YES! YES! silly, young, trusting, gullible, strong, brave girl! You CAN do this! You are worth it! You matter! You are valuable! Do it! I looked up at just the time my Dad walked in. I walked over with is water and coffee, and he said, "What can I do to help?" Daddy was that way. He almost always knew what I was thinking. We though a lot alike and put ourselves through the school of hard knocks in order to learn life. If we didn't attempt it ourselves, it wasn't fact.
"Dad, I have no money. I need to leave but if I do I have to go away. If I don't leave town, Caden will find me." I left it there. I didn't tell him Caden said he would kill me if I left again. He would hunt me down. I believed him.
"I can't tell you what happened, but it's time for me to go", was all I could get out. Dad was angry. He'd been angry many times before, but I would never give him details.
"Ok, you let me work on it," he'd replied. "You will be leaving on Wednesday but until then do whatever he wants, be the angel he expects you to be, say all the weight things, but don't lose hope. You will be leaving Wednesday". With that, he left a $20.00 bill for his coffee and promised to be back before Wednesday with the details. I just had to survive.
Dad came back as promised. He said I would have to sign a divorce petition if he helped me. I had no problems with that, finally. He signed over his 1975 Cadillac Sedan DeVille, which could easily sleep six, so I'd have a decent car. He told Caden that evening while dropping it off that he'd rather give it to us than try to sell it, it was sentimental. Caden believed him. Caden didn't know that it was only in my name.
On August 12, 1989, the sun was gloriously bright. I sent Caden off to work with food and a kiss. He glanced around as if he knew something was changing but he couldn't tell what it was. he asked what I was going to do that day since it was my day off. I'd be cleaning an doing laundry, I'd replied. He was satisfied with his little "wifey" and left for work. The 30 minute wait to make sure he didn't come back to check what I was doing, was excruciating.
A smile as big as Texas eased onto my face as I grabbed all I could and loaded the car. The trunk was so full it barely shut. I'd piled the back seat with winter clothes, lamps, and anything else I could fit. I stopped when I saw the microwave. Caden loved the microwave because he could not cook. Just before I left, I walked the microwave outside the third story apartment, leaned over the rail, and politely let go.
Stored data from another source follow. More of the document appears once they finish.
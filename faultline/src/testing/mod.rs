//! Testing utilities for harness users.
//!
//! This module provides:
//! - Assertions over diagnostic reports
//! - Failing fixtures, body counters and mock post-processors

mod assertions;
mod mocks;

pub use assertions::{
    assert_body_failed_with, assert_no_secondary_faults, assert_passed, assert_primary_cause,
    assert_secondary_fault_from, assert_setup_failed,
};
pub use mocks::{BodyCounter, FailingToInitialize, RecordingProcessor, ResultAssumingProcessor};
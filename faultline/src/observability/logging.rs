//! Subscriber installation.

use crate::config::LoggingConfig;
use crate::errors::HarnessError;
use tracing_subscriber::EnvFilter;

/// Builds the filter for a logging configuration.
pub fn build_filter(config: &LoggingConfig) -> Result<EnvFilter, HarnessError> {
    EnvFilter::try_new(&config.level)
        .map_err(|e| HarnessError::Logging(format!("invalid filter '{}': {e}", config.level)))
}

/// Installs the global `tracing` subscriber.
///
/// Fails if the filter is invalid or a subscriber is already installed.
pub fn init_logging(config: &LoggingConfig) -> Result<(), HarnessError> {
    let filter = build_filter(config)?;
    let builder = tracing_subscriber::fmt().with_env_filter(filter).with_target(true);

    let result = if config.json {
        builder.json().try_init()
    } else {
        builder.try_init()
    };

    result.map_err(|e| HarnessError::Logging(e.to_string()))
}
The microwave was no more. It was the least I could do.
And so the last ride with him was the awakening. The last ride away from him was liberating.It was freedom. Now I could breathe.
THAT MOMENT. It was that moment during the scary ride hat I knew "someone" had been watching over me. So many things. So many hurts. So many times he reiterated how useless and invaluable I was. He was all I could ever have, I wasn't worth anyone more. Funny, until this very moment, almost 40 years later, I just realized he actually put his own self down. But God. But God carried me. God did not "allow" all these things to happen. You see, I allowed these things to happen because I was stuck in surviving. I married him at 16 to survive a brutal childhood with who I always referred to as my egg donor. (that's another story or three) God carried me. Jesus held me. I wasn't broken, I was merely beaten down. My savior broke the chains that bound me. He's a chain breaker.